Leonard Rich, superintendent of the Laurel School District in Lawrence County, said his school district will choose to wear masks as soon as the statewide mandate is lifted. He said coronavirus cases in his small district remained low even though students wearing face masks were still few.

“I think schools are going to drop these mandates pretty quickly, and I think January 17 is about five months too late to bring it back to a local decision,” he said.

Wolf previously swore that wearing a mask would remain a local decision, but reversed course in late summer. He then said that a statewide order was secured after nearly 90% of the state’s 500 counties failed to impose their own mask requirements. for schools.

Two pending lawsuits insists the Wolf administration has no legal right to impose the masking mandate. The plaintiffs – among them the top leader of the state Senate, Pro Tempore President Jake Corman, R-Center – include parents who argue that masks interfere with their child’s breathing and cause problems other topic.

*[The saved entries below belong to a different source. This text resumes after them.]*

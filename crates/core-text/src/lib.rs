//! Text primitives shared by the line mover and its hosts.
//!
//! * [`Position`] / [`Selection`]: line + column addressing with raw anchor/head order.
//! * [`TextBuffer`]: the capability a host buffer must provide for line moves.
//! * [`Buffer`]: rope-backed implementation used by the bundled host and tests.

use std::cmp::Ordering;
use thiserror::Error;

pub mod buffer;
pub mod line_ending;

pub use buffer::Buffer;
pub use line_ending::{LineEnding, NormalizedText, normalize_line_endings};

/// A position inside a buffer expressed as (line index, char column within that line).
#[derive(Debug, Clone, Copy, PartialEq, Eq, Hash, Default)]
pub struct Position {
    pub line: usize,
    pub column: usize,
}

impl Position {
    pub const fn new(line: usize, column: usize) -> Self {
        Self { line, column }
    }

    pub const fn origin() -> Self {
        Self { line: 0, column: 0 }
    }

    /// Shift the line by `delta`, keeping the column. Saturates at line 0.
    pub fn offset_lines(self, delta: isize) -> Self {
        Self {
            line: self.line.saturating_add_signed(delta),
            column: self.column,
        }
    }

    /// Clamp into a document of `line_count` lines using `line_len_fn` for per-line lengths.
    pub fn clamp_to<F>(&mut self, line_count: usize, mut line_len_fn: F)
    where
        F: FnMut(usize) -> usize,
    {
        if line_count == 0 {
            *self = Self::origin();
            return;
        }
        if self.line >= line_count {
            self.line = line_count - 1;
        }
        let max_len = line_len_fn(self.line);
        if self.column > max_len {
            self.column = max_len;
        }
    }
}

impl PartialOrd for Position {
    fn partial_cmp(&self, other: &Self) -> Option<Ordering> {
        Some(self.cmp(other))
    }
}

impl Ord for Position {
    fn cmp(&self, other: &Self) -> Ordering {
        self.line
            .cmp(&other.line)
            .then(self.column.cmp(&other.column))
    }
}

/// Anchor/head pair. The anchor is where the selection was started, the head is where
/// it currently ends; a backward selection has its head before its anchor.
#[derive(Debug, Clone, Copy, PartialEq, Eq, Hash, Default)]
pub struct Selection {
    pub anchor: Position,
    pub head: Position,
}

impl Selection {
    pub const fn new(anchor: Position, head: Position) -> Self {
        Self { anchor, head }
    }

    /// Plain cursor (anchor == head).
    pub const fn collapsed(pos: Position) -> Self {
        Self {
            anchor: pos,
            head: pos,
        }
    }

    pub fn is_backward(&self) -> bool {
        self.head < self.anchor
    }

    /// Document-ordered start.
    pub fn start(&self) -> Position {
        self.anchor.min(self.head)
    }

    /// Document-ordered end.
    pub fn end(&self) -> Position {
        self.anchor.max(self.head)
    }

    /// Both endpoints moved by `delta` lines; columns and anchor/head roles unchanged.
    pub fn shifted(&self, delta: isize) -> Self {
        Self {
            anchor: self.anchor.offset_lines(delta),
            head: self.head.offset_lines(delta),
        }
    }
}

/// Failures a buffer reports when a caller hands it malformed positions.
#[derive(Debug, Clone, PartialEq, Eq, Error)]
pub enum TextError {
    #[error("line {line} is past the last line {last_line}")]
    LineOutOfRange { line: usize, last_line: usize },
    #[error("column {column} is past the end of line {line} (length {len})")]
    ColumnOutOfRange {
        line: usize,
        column: usize,
        len: usize,
    },
    #[error("range start {from:?} is after range end {to:?}")]
    InvertedRange { from: Position, to: Position },
}

/// Line-addressed editing capability required by the line mover.
///
/// Implementors own the document and its selection; callers never cache content across
/// calls. `cursor_start` / `cursor_end` must be document ordered regardless of the
/// direction the selection was drawn in.
pub trait TextBuffer {
    fn first_line(&self) -> usize {
        0
    }
    fn last_line(&self) -> usize;
    /// Line content without its terminator, `None` when out of range.
    fn line(&self, index: usize) -> Option<String>;
    /// Raw selection (anchor/head as drawn).
    fn selection(&self) -> Selection;
    fn cursor_start(&self) -> Position {
        self.selection().start()
    }
    fn cursor_end(&self) -> Position {
        self.selection().end()
    }
    fn set_selection(&mut self, selection: Selection) -> Result<(), TextError>;
    /// Replace the text in `[from, to)`. Positions past the document end are clipped to it.
    fn replace_range(&mut self, text: &str, from: Position, to: Position)
    -> Result<(), TextError>;
    fn terminator(&self) -> &str {
        "\n"
    }
}

impl<T: TextBuffer + ?Sized> TextBuffer for &mut T {
    fn first_line(&self) -> usize {
        (**self).first_line()
    }
    fn last_line(&self) -> usize {
        (**self).last_line()
    }
    fn line(&self, index: usize) -> Option<String> {
        (**self).line(index)
    }
    fn selection(&self) -> Selection {
        (**self).selection()
    }
    fn cursor_start(&self) -> Position {
        (**self).cursor_start()
    }
    fn cursor_end(&self) -> Position {
        (**self).cursor_end()
    }
    fn set_selection(&mut self, selection: Selection) -> Result<(), TextError> {
        (**self).set_selection(selection)
    }
    fn replace_range(
        &mut self,
        text: &str,
        from: Position,
        to: Position,
    ) -> Result<(), TextError> {
        (**self).replace_range(text, from, to)
    }
    fn terminator(&self) -> &str {
        (**self).terminator()
    }
}

#[cfg(test)]
mod tests {
    use super::*;

    #[test]
    fn position_orders_by_line_then_column() {
        assert!(Position::new(0, 9) < Position::new(1, 0));
        assert!(Position::new(2, 1) < Position::new(2, 3));
        assert_eq!(Position::new(4, 4).cmp(&Position::new(4, 4)), Ordering::Equal);
    }

    #[test]
    fn backward_selection_orders_start_and_end() {
        let sel = Selection::new(Position::new(3, 2), Position::new(1, 5));
        assert!(sel.is_backward());
        assert_eq!(sel.start(), Position::new(1, 5));
        assert_eq!(sel.end(), Position::new(3, 2));
    }

    #[test]
    fn shifted_keeps_roles_and_columns() {
        let sel = Selection::new(Position::new(3, 2), Position::new(1, 5));
        let up = sel.shifted(-1);
        assert_eq!(up.anchor, Position::new(2, 2));
        assert_eq!(up.head, Position::new(0, 5));
        assert!(up.is_backward());
        assert_eq!(up.shifted(1), sel);
    }

    #[test]
    fn clamp_to_pulls_position_inside_document() {
        let lens = [3usize, 1];
        let mut p = Position::new(7, 9);
        p.clamp_to(lens.len(), |l| lens[l]);
        assert_eq!(p, Position::new(1, 1));
        let mut q = Position::new(0, 2);
        q.clamp_to(lens.len(), |l| lens[l]);
        assert_eq!(q, Position::new(0, 2));
    }
}
use async_trait::async_trait;
use tokio::sync::mpsc;
use voxbridge_core::{
    AsrError, AudioChunk, RecognitionConfig, RecognitionResult, StreamingRecognitionConfig,
    StreamingRecognizeResponse,
};

pub type ResponseStream = mpsc::Receiver<Result<StreamingRecognizeResponse, AsrError>>;

/// A speech recognition backend.
///
/// Implementations are registered via [`RecognizerRegistry`](crate::RecognizerRegistry),
/// initialised once at startup and shared behind an `Arc` afterwards.
#[async_trait]
pub trait SpeechRecognizer: Send + Sync {
    /// Registry name (e.g. `"google"`).
    fn name(&self) -> &str;
    /// One-time initialisation with backend-specific TOML configuration.
    async fn initialize(&mut self, config: toml::Value) -> Result<(), AsrError>;
    /// Start a streaming session fed from `audio`.
    ///
    /// The response stream ends when the audio runs out. Dropping the
    /// returned receiver abandons the session; the backend must then stop
    /// consuming audio.
    async fn streaming_recognize(
        &self,
        config: StreamingRecognitionConfig,
        audio: mpsc::Receiver<AudioChunk>,
    ) -> Result<ResponseStream, AsrError>;
    /// Single-shot recognition of a complete audio payload.
    async fn recognize(
        &self,
        config: &RecognitionConfig,
        audio: Vec<u8>,
    ) -> Result<Vec<RecognitionResult>, AsrError>;
    async fn shutdown(&self) -> Result<(), AsrError>;
}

The Commonwealth Court of Pennsylvania heard the arguments in the clothes last month but still no rules.

Despite many Republican lawmakers who are opposing the mask mandate, the GOP Majority Legislature has failed to pass legislation to turn it upside down.

Schools have largely reverted to providing face-to-face instruction. Despite the widespread face covering order, more school-age children have contracted the coronavirus this school year than last year, when many schools taught remotely or used a hybrid model. According to the state Department of Health, nearly 5,000 children aged 5-18 contracted the virus in the week ending November 2, nearly three times more than in the same week in 2020.

One large teachers union, AFT Pennsylvania, said it was concerned that most school districts would quickly drop the practice of wearing masks. Although densely populated school districts like Philadelphia, Pittsburgh, and Allentown intended to require students to wear masks when the statewide order was enacted in August, they were still in a small minority. .

“We’re almost out of the woods; Arthur G. Steinberg, president of AFT Pennsylvania, said sending the decision back to the irresponsibly, politically motivated school board will only prolong this pandemic and expose children, educators and educators alike. Their families are in danger,” said Arthur G. Steinberg, president of AFT Pennsylvania.

But the state’s largest school staff association, the Pennsylvania School Employees Association, said Wolf’s announcement was consistent with its view that school districts should follow the advice of medical professionals. PSEA spokesman Chris Lilienthal said it “makes sense to start planning for a return to a higher normal,” given the recent drop in COVID-19 cases among children of this age. school attendance and the availability of vaccines.

Kaylyn Mitchell, outgoing president of the Quakertown Community School Board outside Philadelphia, said the statewide mask order has created unnecessary division in school districts. Mitchell, an independent who occasionally switches party registrations to vote in the Democratic primaries, said she knows parents of all political camps are concerned about the long-term impact of wearing masks on their children.

Beam’s face covering order said school officials who fail to enforce the order could face criminal penalties and possibly lose immunity from civil lawsuits.